We asked Blake in the blind, when did he know duck hunting would ruin/dominate his life?
“Since about age 15, before I could drive, that’s when I got real serious. My older friends would drive, and we had blinds on the Mississippi. I learned to waterski at 6 here, I just jumped in, and I’ll go ski it with ya today!”
But what about the flying carp?
“Yeah, that’s a problem. A 20-pounder hit me right square in the nose yesterday. I thought it would black both my eyes. It was like a giant, slimy, oversized football coming at you and I dropped the tiller and caught it with both hands as it hit me. If I hadn’t seen it coming it would have knocked me right outta the boat. When the water is low they are bad. My wife and I, we both been hit.”
That’s how it is around Blake. Never, ever, boring. A follow-up interview with him starts out like this:
“Skip, me and the wife are sitting on the porch cooking hot dogs right now talking to you, and a danged bobcat crossed the road just now, I swear. Then another, and another, and another! Four bobcats and it’s 2’oclock. I can’t believe it, they all look the same, big, thought they were deer!”
Burris runs eight to 15 people every day for 60 days, and keeps the number low enough he can always take a few extra. “I can almost always hunt ya,” he says, “and if I don’t have ducks I’ll tell ya straight up. Some blinds are great when the water’s up, others the opposite. It’s a big swamp.”

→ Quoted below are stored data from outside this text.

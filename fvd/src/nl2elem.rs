//! NL2Elem export
//!
//! NoLimits 2 imports a heartline as a flat list of `<vertex>` control
//! points followed by `<roll>` frames placed at a normalized arc length
//! (`coord`). Positions and frames are written fixed-point with six
//! decimals. `coord` is written in full precision exponent form so that
//! closely spaced frames near the end of a long track stay distinct.

use serde::{Deserialize, Serialize};

use crate::error::{Result, TrackError};
use crate::linalg::{RIGHT, UP};
use crate::spline::TrackSpline;

/// Default spacing (m) between exported points
pub const EXPORT_INTERVAL: f64 = 1.0;

const XML_DECL: &str = r#"<?xml version="1.0" encoding="UTF-8" standalone="no"?>"#;
const DESCRIPTION: &str = "fvd exported spline";

#[derive(Serialize, Deserialize, Debug, Clone, PartialEq)]
#[serde(rename = "root")]
pub struct Document {
    pub element: Element,
}

#[derive(Serialize, Deserialize, Debug, Clone, PartialEq)]
pub struct Element {
    pub description: String,
    #[serde(default)]
    pub vertex: Vec<Vertex>,
    #[serde(default)]
    pub roll: Vec<Roll>,
}

#[derive(Serialize, Deserialize, Debug, Clone, PartialEq)]
pub struct Vertex {
    pub x: String,
    pub y: String,
    pub z: String,
    pub strict: bool,
}

/// Banking frame: the local up and right axes
#[derive(Serialize, Deserialize, Debug, Clone, PartialEq)]
pub struct Roll {
    pub ux: String,
    pub uy: String,
    pub uz: String,
    pub rx: String,
    pub ry: String,
    pub rz: String,
    pub coord: String,
}

fn fixed(v: f64) -> String {
    format!("{v:.6}")
}

fn exact(v: f64) -> String {
    format!("{v:e}")
}

impl Document {
    /// Resamples `spline` every `interval` meters, keeping both ends
    pub fn from_spline(spline: &TrackSpline, interval: f64) -> Self {
        let points = spline.interval_points(interval, true);
        let last = points.len().saturating_sub(1);

        let vertex = points
            .iter()
            .enumerate()
            .map(|(i, p)| Vertex {
                x: fixed(p.point.pos.x),
                y: fixed(p.point.pos.y),
                z: fixed(p.point.pos.z),
                strict: i == 0 || i == last,
            })
            .collect();

        let total: f64 = points
            .windows(2)
            .map(|w| (w[1].point.pos - w[0].point.pos).magnitude())
            .sum();
        let mut current = 0.0;
        let roll = points
            .iter()
            .enumerate()
            .map(|(i, p)| {
                if i > 0 {
                    current += (p.point.pos - points[i - 1].point.pos).magnitude();
                }
                let coord = if total <= 0.0 {
                    0.0
                } else if i == last {
                    1.0
                } else {
                    current / total
                };
                let up = p.point.rot.rotate(&UP);
                let right = p.point.rot.rotate(&RIGHT);
                Roll {
                    ux: fixed(up.x),
                    uy: fixed(up.y),
                    uz: fixed(up.z),
                    rx: fixed(right.x),
                    ry: fixed(right.y),
                    rz: fixed(right.z),
                    coord: exact(coord),
                }
            })
            .collect();

        Self {
            element: Element {
                description: DESCRIPTION.to_string(),
                vertex,
                roll,
            },
        }
    }

    pub fn to_xml(&self) -> Result<String> {
        let body = quick_xml::se::to_string(self)?;
        Ok(format!("{XML_DECL}{body}"))
    }
}

impl TrackSpline {
    /// NL2Elem document sampled every [`EXPORT_INTERVAL`] meters
    pub fn export_to_nl2elem(&self) -> Result<String> {
        self.export_to_nl2elem_with_interval(EXPORT_INTERVAL)
    }

    pub fn export_to_nl2elem_with_interval(&self, interval: f64) -> Result<String> {
        if !(interval > 0.0 && interval.is_finite()) {
            return Err(TrackError::InvalidInterval(interval));
        }
        Document::from_spline(self, interval).to_xml()
    }
}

It’s all worth it just for the morning boat ride, I tell him. Does everyone love that?
“I’ve seen some people grit their teeth pretty tight. Hitting trees is part of driving through that swamp. Some of them don’t like the five-ticket-ride,” he says with a laugh, alluding to carnival tickets. “But 80 percent of my business is repeat customers, in fact whole repeat groups. And I got these camps you can’t believe in Mexico…”
Of course he does. What is it about ducks in the timber and swamps that makes it so magical? You could write many books on this, an overwhelming question for someone who has made it a life.
The old man sighs deeply, collects his thoughts.
“It’s when you get ‘em in and finish them in front of everybody, you look like a hero,” he says. “I love to put them right in front of everybody. I’m not as much about shooting any more. I just want them in the hole. When it’s right, it’s in your blood, the trees are in your blood…once people hunt in the trees, it’s just something about a duck that halos down into the hole. I like big groups and won’t even let people shoot sometimes, we’ll let 1,000 teal light in the hole, when you can see in the sky thousands more coming…it’s mayhem.”
“And I love it when they almost finish and I let ‘em go and the guys all say, ‘oh no we shoulda shot, we shoulda shot!’” he says. “Then I get ‘em back to do it right, right in the hole. That’s the best.”
Eating wild game is a core value with Blake & Co.
“We got a timber-to-table deal. It’s our lifestyle first, and my wife has a dinner group and we cook wild meat and move it around - elk, ducks geese, pate’…”
The river keeps him young, always seeing new things.
“It’s always changing like any river. It used to be a tight river with huge timber, now there are big holes and much of the timber has faded back…you have to adapt and change with it.”